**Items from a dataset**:
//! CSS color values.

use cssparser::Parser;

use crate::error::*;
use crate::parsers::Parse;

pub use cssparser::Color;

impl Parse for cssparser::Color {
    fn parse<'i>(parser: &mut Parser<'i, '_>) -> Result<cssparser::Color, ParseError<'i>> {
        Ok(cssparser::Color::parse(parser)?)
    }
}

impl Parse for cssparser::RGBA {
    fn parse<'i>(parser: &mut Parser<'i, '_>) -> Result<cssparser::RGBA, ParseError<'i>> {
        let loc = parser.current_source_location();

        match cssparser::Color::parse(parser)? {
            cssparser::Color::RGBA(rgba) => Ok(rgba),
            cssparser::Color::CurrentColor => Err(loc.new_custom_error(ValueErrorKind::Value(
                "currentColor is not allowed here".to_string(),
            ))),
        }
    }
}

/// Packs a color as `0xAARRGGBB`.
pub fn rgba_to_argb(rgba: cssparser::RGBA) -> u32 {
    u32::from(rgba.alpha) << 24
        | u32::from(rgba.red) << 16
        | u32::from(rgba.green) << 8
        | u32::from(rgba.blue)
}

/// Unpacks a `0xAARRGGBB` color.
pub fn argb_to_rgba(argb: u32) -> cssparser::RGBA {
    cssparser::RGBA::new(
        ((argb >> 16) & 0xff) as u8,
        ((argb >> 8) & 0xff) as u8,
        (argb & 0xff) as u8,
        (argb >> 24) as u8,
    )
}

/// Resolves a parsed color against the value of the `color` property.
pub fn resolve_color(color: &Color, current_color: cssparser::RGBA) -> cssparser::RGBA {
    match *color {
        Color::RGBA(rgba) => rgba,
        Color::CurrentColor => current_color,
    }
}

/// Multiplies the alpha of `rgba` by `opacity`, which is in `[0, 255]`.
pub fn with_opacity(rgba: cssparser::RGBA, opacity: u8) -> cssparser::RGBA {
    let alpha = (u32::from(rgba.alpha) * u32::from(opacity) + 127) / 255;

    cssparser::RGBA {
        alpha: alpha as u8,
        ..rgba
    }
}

--

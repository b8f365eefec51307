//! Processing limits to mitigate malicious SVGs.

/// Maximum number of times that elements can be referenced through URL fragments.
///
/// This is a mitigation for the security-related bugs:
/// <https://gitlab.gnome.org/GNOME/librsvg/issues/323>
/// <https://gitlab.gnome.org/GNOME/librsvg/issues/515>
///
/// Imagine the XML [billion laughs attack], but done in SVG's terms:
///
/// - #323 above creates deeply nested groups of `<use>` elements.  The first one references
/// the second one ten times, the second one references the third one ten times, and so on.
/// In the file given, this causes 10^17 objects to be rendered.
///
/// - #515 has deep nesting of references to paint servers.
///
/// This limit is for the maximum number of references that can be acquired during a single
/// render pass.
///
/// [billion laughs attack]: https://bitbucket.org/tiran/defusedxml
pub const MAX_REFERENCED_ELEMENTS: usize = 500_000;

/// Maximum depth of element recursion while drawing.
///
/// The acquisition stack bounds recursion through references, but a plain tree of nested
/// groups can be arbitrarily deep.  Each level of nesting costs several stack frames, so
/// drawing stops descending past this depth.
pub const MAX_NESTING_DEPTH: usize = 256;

**TASK PROMPT**: Go line by line through the records above and copy each one containing "impl".

**EXERCISE ANSWER**:
impl Parse for cssparser::Color {
impl Parse for cssparser::RGBA {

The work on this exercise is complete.